Armed rebellion, based in the north, now threatens the Government. Four armed groups aim to overthrow the regime of President François Bozizé. While there is little information on who is backing and funding the groups, the report notes that a tripartite initiative among the Central African Republic, Cameroon and Chad, in place since December 2005, has authorized the three countries’ regular armies to cross their common borders in pursuing armed groups or roadblockers that are threatening their stability. That “is making it difficult for rebel groups to establish a long-term presence in the territory of any of the three countries or to use them as a rear base,” the Secretary-General notes.
Mr. Annan stresses that the Central African authorities must take primary responsibility for the stability of the country, but adds that an approach involving countries in the area is crucial. “I will therefore have to continue my contacts, through my Special Representative, with leaders of the subregion in order to help them in their efforts to achieve lasting stability in their region with the support of the international community,” the Secretary-General states.

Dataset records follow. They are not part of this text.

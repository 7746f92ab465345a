//! Per-group article caches
//!
//! Header and body caches store one entry per article, keyed by the decimal
//! article number. The storage engine behind a cache is pluggable through
//! [`ArticleCache`]; this crate only needs to look up, store, delete and list
//! keys in order to keep the caches inside a group's article window.
//!
//! # Example
//!
//! ```
//! use nntp_newsrc::cache::{ArticleCache, MemoryCache};
//!
//! let mut cache = MemoryCache::new();
//! cache.store("12345", b"Subject: hello").unwrap();
//!
//! assert_eq!(cache.fetch("12345").unwrap().as_deref(), Some(&b"Subject: hello"[..]));
//! assert_eq!(cache.list("").unwrap(), ["12345"]);
//!
//! cache.delete("12345").unwrap();
//! assert!(cache.is_empty());
//! ```

use crate::error::{NewsrcError, Result};
use std::collections::BTreeMap;
use std::fs;
use std::io;
use std::path::{Path, PathBuf};

/// Key-value storage for cached article data
pub trait ArticleCache {
    /// Look up the value stored under `key`
    fn fetch(&self, key: &str) -> Result<Option<Vec<u8>>>;

    /// Store `value` under `key`, replacing any previous value
    fn store(&mut self, key: &str, value: &[u8]) -> Result<()>;

    /// Remove `key`; removing a missing key is not an error
    fn delete(&mut self, key: &str) -> Result<()>;

    /// All keys starting with `prefix`
    fn list(&self, prefix: &str) -> Result<Vec<String>>;
}

/// In-memory cache, keys kept in sorted order
#[derive(Debug, Clone, Default)]
pub struct MemoryCache {
    entries: BTreeMap<String, Vec<u8>>,
}

impl MemoryCache {
    /// Create an empty cache
    pub fn new() -> Self {
        Self::default()
    }

    /// Number of stored entries
    pub fn len(&self) -> usize {
        self.entries.len()
    }

    /// Check if cache is empty
    #[must_use]
    pub fn is_empty(&self) -> bool {
        self.entries.is_empty()
    }

    /// Whether `key` is stored
    #[must_use]
    pub fn contains(&self, key: &str) -> bool {
        self.entries.contains_key(key)
    }
}

impl ArticleCache for MemoryCache {
    fn fetch(&self, key: &str) -> Result<Option<Vec<u8>>> {
        Ok(self.entries.get(key).cloned())
    }

    fn store(&mut self, key: &str, value: &[u8]) -> Result<()> {
        self.entries.insert(key.to_string(), value.to_vec());
        Ok(())
    }

    fn delete(&mut self, key: &str) -> Result<()> {
        self.entries.remove(key);
        Ok(())
    }

    fn list(&self, prefix: &str) -> Result<Vec<String>> {
        Ok(self
            .entries
            .keys()
            .filter(|k| k.starts_with(prefix))
            .cloned()
            .collect())
    }
}

/// Directory-backed cache storing one file per key
///
/// This is the layout of a body cache: `<cache>/<group>/<article>`. The
/// directory is created on first store.
#[derive(Debug, Clone)]
pub struct DirCache {
    dir: PathBuf,
}

impl DirCache {
    /// Cache rooted at `dir`
    pub fn new(dir: impl Into<PathBuf>) -> Self {
        Self { dir: dir.into() }
    }

    /// Directory holding the entries
    pub fn dir(&self) -> &Path {
        &self.dir
    }

    fn entry_path(&self, key: &str) -> Result<PathBuf> {
        if key.is_empty() || key.contains(['/', '\\']) || key == "." || key == ".." {
            return Err(NewsrcError::Other(format!("Invalid cache key: {:?}", key)));
        }
        Ok(self.dir.join(key))
    }
}

impl ArticleCache for DirCache {
    fn fetch(&self, key: &str) -> Result<Option<Vec<u8>>> {
        match fs::read(self.entry_path(key)?) {
            Ok(data) => Ok(Some(data)),
            Err(e) if e.kind() == io::ErrorKind::NotFound => Ok(None),
            Err(e) => Err(e.into()),
        }
    }

    fn store(&mut self, key: &str, value: &[u8]) -> Result<()> {
        let path = self.entry_path(key)?;
        fs::create_dir_all(&self.dir)?;
        fs::write(path, value)?;
        Ok(())
    }

    fn delete(&mut self, key: &str) -> Result<()> {
        match fs::remove_file(self.entry_path(key)?) {
            Err(e) if e.kind() != io::ErrorKind::NotFound => Err(e.into()),
            _ => Ok(()),
        }
    }

    fn list(&self, prefix: &str) -> Result<Vec<String>> {
        let entries = match fs::read_dir(&self.dir) {
            Ok(entries) => entries,
            Err(e) if e.kind() == io::ErrorKind::NotFound => return Ok(Vec::new()),
            Err(e) => return Err(e.into()),
        };

        let mut keys = Vec::new();
        for entry in entries {
            let entry = entry?;
            if !entry.file_type()?.is_file() {
                continue;
            }
            if let Some(name) = entry.file_name().to_str() {
                if name.starts_with(prefix) {
                    keys.push(name.to_string());
                }
            }
        }
        keys.sort();
        Ok(keys)
    }
}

He calls for the international community to intensify its efforts to make borders more secure, especially those between Chad, the Central African Republic and the Sudan, in order to discourage any attempts by armed movements to settle temporarily or permanently in those countries, since such movements are a threat to the local populations and to refugees and displaced persons.
He also underscores the need for the Government to engage in a permanent dialogue with all national social and political stakeholders, and urges President Bozizé to work towards promoting justice and respect for the rule of law. “I urge him to shed light on the serious human rights violations committed in recent months in his country and to put an end to impunity by bringing those responsible for the violations to justice.”